Planning for testing of the unborn baby

Women at risk of having a baby with a genetically inherited disease of haemoglobin are advised to discuss the options available before becoming pregnant, so that they will have a chance to find out as much as possible about these tests before hand. Further information about these tests is available from the family GP, practice nurse, health visitor, genetic counsellor or specialist nurse at one of the specialist National Sickle Cell / Thalassaemia Centres.

It takes a few days to arrange for these tests to be done, therefore, it is important to make contact with the health care workers as soon as a pregnancy has been confirmed in order to arrange testing as early as possible.

The decision to have a pre-natal test rests with the individual woman and her partner. The health care workers are there to offer information that will help them whilst they are trying to reach a decision, they will not influence them to make a decision either way.

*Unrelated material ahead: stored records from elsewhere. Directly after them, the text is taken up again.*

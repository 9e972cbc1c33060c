//! Style tokens — neon-on-dark palette plus the configured line color.

use ratatui::style::{Color, Modifier, Style};

pub const ACCENT: Color = Color::Rgb(0, 255, 255);
pub const POSITIVE: Color = Color::Rgb(0, 255, 128);
pub const NEGATIVE: Color = Color::Rgb(255, 20, 147);
pub const WARNING: Color = Color::Rgb(255, 140, 0);
pub const MUTED: Color = Color::Rgb(100, 149, 237);

pub fn accent() -> Style {
    Style::default().fg(ACCENT)
}

pub fn accent_bold() -> Style {
    Style::default().fg(ACCENT).add_modifier(Modifier::BOLD)
}

pub fn positive() -> Style {
    Style::default().fg(POSITIVE)
}

pub fn negative() -> Style {
    Style::default().fg(NEGATIVE)
}

pub fn warning() -> Style {
    Style::default().fg(WARNING)
}

pub fn muted() -> Style {
    Style::default().fg(MUTED)
}

pub fn panel_border(active: bool) -> Style {
    if active {
        accent()
    } else {
        muted()
    }
}

pub fn panel_title(active: bool) -> Style {
    if active {
        accent_bold()
    } else {
        muted()
    }
}

/// Color for a signed value (P/L, free margin).
pub fn pnl_color(value: f64) -> Color {
    if value >= 0.0 {
        POSITIVE
    } else {
        NEGATIVE
    }
}

/// Map a configured color name to a terminal color. Unknown names fall back
/// to red, the indicator's default.
pub fn line_color(name: &str) -> Color {
    match name.to_ascii_lowercase().as_str() {
        "red" => Color::Red,
        "green" => Color::Green,
        "yellow" => Color::Yellow,
        "blue" => Color::Blue,
        "magenta" => Color::Magenta,
        "cyan" => Color::Cyan,
        "white" => Color::White,
        "gray" | "grey" => Color::Gray,
        "orange" => WARNING,
        "pink" => NEGATIVE,
        _ => Color::Red,
    }
}
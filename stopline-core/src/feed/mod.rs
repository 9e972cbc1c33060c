//! Market/account feed — the "host" side of the indicator.
//!
//! The calculator only ever sees snapshots; this module produces them. The
//! one implementation is a deterministic simulator, which stands in for the
//! broker connection the original host platform provides.

pub mod sim;

use crate::domain::{AccountSnapshot, Bar, Position, SymbolInfo};

pub use sim::{BrokerSim, SimConfig};

/// One event from the feed. Events are delivered serially; the receiver is
/// the only mutation context.
#[derive(Debug, Clone, PartialEq)]
pub enum FeedEvent {
    /// Fresh quote plus the account state and open positions implied by it.
    Tick {
        symbol: SymbolInfo,
        account: AccountSnapshot,
        positions: Vec<Position>,
    },
    /// A bar closed (new-bar notification).
    Bar(Bar),
}
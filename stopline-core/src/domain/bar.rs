//! Bar — chart backdrop unit. The indicator itself never reads OHLC data;
//! bars exist so the chart has something to draw the stop-out line over.

use chrono::NaiveDateTime;
use serde::{Deserialize, Serialize};

/// OHLC bar built from mid prices.
#[derive(Debug, Clone, Copy, Serialize, Deserialize, PartialEq)]
pub struct Bar {
    pub open_time: NaiveDateTime,
    pub open: f64,
    pub high: f64,
    pub low: f64,
    pub close: f64,
}

impl Bar {
    /// Start a new bar at `price`.
    pub fn opening(open_time: NaiveDateTime, price: f64) -> Self {
        Self { open_time, open: price, high: price, low: price, close: price }
    }

    /// Fold one more tick into the bar.
    pub fn update(&mut self, price: f64) {
        self.high = self.high.max(price);
        self.low = self.low.min(price);
        self.close = price;
    }
}
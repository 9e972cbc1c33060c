//! Open positions and per-symbol net volume.

use serde::{Deserialize, Serialize};

/// Direction of an open position.
#[derive(Debug, Clone, Copy, PartialEq, Eq, Serialize, Deserialize)]
pub enum TradeSide {
    Buy,
    Sell,
}

/// A single open position as the broker reports it.
#[derive(Debug, Clone, Serialize, Deserialize, PartialEq)]
pub struct Position {
    pub symbol: String,
    pub side: TradeSide,
    /// Volume in units (not lots). Always positive; direction lives in `side`.
    pub volume: f64,
    pub entry_price: f64,
}

impl Position {
    pub fn is_long(&self) -> bool {
        self.side == TradeSide::Buy
    }

    /// Volume with sign: positive for longs, negative for shorts.
    pub fn signed_volume(&self) -> f64 {
        match self.side {
            TradeSide::Buy => self.volume,
            TradeSide::Sell => -self.volume,
        }
    }

    /// Unrealized P/L in account currency at the given close-out price.
    pub fn unrealized_pnl(&self, close_price: f64, pip_size: f64, pip_value: f64) -> f64 {
        let pips = (close_price - self.entry_price) / pip_size;
        pips * pip_value * self.signed_volume()
    }
}

/// Signed sum of position volumes for one symbol. Positions on other
/// symbols are ignored.
pub fn net_volume(positions: &[Position], symbol: &str) -> f64 {
    positions
        .iter()
        .filter(|p| p.symbol == symbol)
        .map(Position::signed_volume)
        .sum()
}
//! Background feed thread — owns the broker simulator.
//!
//! The main thread never touches the sim; it only drains `FeedEvent`s from
//! the channel. Commands flow the other way.

use std::sync::mpsc::{Receiver, RecvTimeoutError, Sender};
use std::thread::{self, JoinHandle};
use std::time::Duration;

use stopline_core::feed::{BrokerSim, FeedEvent};

/// Commands sent from the TUI to the feed thread.
#[derive(Debug, Clone, Copy, PartialEq, Eq)]
pub enum FeedCommand {
    SetPaused(bool),
    Shutdown,
}

/// Spawn the feed thread.
pub fn spawn_feed(
    sim: BrokerSim,
    rx: Receiver<FeedCommand>,
    tx: Sender<FeedEvent>,
) -> JoinHandle<()> {
    thread::Builder::new()
        .name("stopline-feed".into())
        .spawn(move || feed_loop(sim, rx, tx))
        .expect("failed to spawn feed thread")
}

fn feed_loop(mut sim: BrokerSim, rx: Receiver<FeedCommand>, tx: Sender<FeedEvent>) {
    let interval = Duration::from_millis(sim.tick_interval_ms());
    let mut paused = false;
    loop {
        // The recv timeout doubles as the tick clock.
        match rx.recv_timeout(interval) {
            Ok(FeedCommand::Shutdown) | Err(RecvTimeoutError::Disconnected) => break,
            Ok(FeedCommand::SetPaused(p)) => paused = p,
            Err(RecvTimeoutError::Timeout) => {
                if paused {
                    continue;
                }
                for event in sim.next_tick() {
                    if tx.send(event).is_err() {
                        return; // UI gone
                    }
                }
            }
        }
    }
}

If the test result is positive

Most women and couples would have considered what they would do if the prenatal diagnosis test shows that an unborn baby has the genetic disease that it is being tested for. It could be that they decided to have the test in order to prepare for the arrival of an affected child; or in order to avoid having a child or another child with the genetic disease or they were planning to avoid having an affected and consider termination.

In either case, it is useful for the woman and her partner to discuss their options the options and possible outcomes and how they are feeling emotionally about the decision they are trying to make with their GP, midwife, health visitor, genetic counsellor or nurse specialist who are available to support them.

If the woman and her partner decide to terminate the affected pregnancy this will be arranged for them; however if they decide to continue the pregnancy their decision will be respected, they will be given as much support as they need irrespective of the decision they make.

There are self help groups and other agencies who offer support in situations like this, they are independent of the specialist centres and are usually made up of people who have been through a similar experience themselves. For example, Antenatal Results and Choices (ARC) (www.arc-uk.org) they can be contacted on Tel: 020 7631 0285 and DipEX a website which gives personal experiences of disease and illness (www.dipex.org).

Other available options

Pre-implantation genetic diagnosis (PGD)

Pre-implantation genetic diagnosis (PGD) is another possible option for couples who do not want to have a child with sickle cell disease yet feel, for whatever reason that they are unable to consider termination of an affected pregnancy. This option is only available for those at risk of having a child with sickle cell anaemia only, see Pre-implantation genetic diagnosis (PGD).